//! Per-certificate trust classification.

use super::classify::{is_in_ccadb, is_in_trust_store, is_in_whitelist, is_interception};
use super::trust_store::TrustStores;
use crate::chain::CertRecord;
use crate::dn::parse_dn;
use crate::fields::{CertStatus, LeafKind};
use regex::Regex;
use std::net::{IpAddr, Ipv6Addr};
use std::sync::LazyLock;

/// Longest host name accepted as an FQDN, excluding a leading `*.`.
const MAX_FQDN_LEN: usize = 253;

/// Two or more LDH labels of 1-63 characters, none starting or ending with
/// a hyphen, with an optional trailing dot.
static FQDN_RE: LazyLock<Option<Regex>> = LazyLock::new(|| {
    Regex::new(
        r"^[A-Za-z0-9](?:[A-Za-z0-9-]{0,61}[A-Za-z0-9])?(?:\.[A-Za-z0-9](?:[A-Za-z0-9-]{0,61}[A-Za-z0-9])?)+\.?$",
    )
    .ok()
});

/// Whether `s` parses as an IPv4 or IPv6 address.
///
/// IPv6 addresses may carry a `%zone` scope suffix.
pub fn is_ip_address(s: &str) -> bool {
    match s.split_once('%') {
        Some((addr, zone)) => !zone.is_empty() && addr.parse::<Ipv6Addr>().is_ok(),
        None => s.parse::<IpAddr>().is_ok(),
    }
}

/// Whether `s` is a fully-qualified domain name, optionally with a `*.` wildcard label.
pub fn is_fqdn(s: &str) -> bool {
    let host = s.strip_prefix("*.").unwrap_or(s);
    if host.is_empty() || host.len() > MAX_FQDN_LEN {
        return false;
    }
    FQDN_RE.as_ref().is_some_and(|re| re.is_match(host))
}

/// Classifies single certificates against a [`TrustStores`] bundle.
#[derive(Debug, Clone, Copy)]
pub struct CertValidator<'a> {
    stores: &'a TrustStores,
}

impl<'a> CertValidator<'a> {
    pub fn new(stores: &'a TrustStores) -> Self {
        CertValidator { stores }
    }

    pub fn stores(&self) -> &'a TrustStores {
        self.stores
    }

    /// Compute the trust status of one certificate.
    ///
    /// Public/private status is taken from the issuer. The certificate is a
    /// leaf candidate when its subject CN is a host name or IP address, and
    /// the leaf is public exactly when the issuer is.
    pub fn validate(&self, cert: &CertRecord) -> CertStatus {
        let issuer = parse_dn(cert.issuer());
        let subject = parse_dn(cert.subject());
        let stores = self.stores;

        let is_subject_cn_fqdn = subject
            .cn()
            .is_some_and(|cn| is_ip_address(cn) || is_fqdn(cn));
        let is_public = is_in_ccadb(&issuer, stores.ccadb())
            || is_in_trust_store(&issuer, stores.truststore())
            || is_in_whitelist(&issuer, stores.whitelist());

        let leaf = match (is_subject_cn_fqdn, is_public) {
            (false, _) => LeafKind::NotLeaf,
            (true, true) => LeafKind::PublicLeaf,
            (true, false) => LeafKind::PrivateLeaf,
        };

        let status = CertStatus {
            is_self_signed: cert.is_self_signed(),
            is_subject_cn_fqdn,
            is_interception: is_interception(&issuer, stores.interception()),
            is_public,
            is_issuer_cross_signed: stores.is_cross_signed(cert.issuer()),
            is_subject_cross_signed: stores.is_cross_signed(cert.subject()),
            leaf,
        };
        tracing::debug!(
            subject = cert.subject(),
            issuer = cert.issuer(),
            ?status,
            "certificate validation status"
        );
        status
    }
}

○ ○ ○ ○ ○

**REQUIREMENT**
Which lines of the material contain the string "Regex"? List each of them.

**SOLUTION TO THE EXERCISE**
use regex::Regex;
static FQDN_RE: LazyLock<Option<Regex>> = LazyLock::new(|| {
    Regex::new(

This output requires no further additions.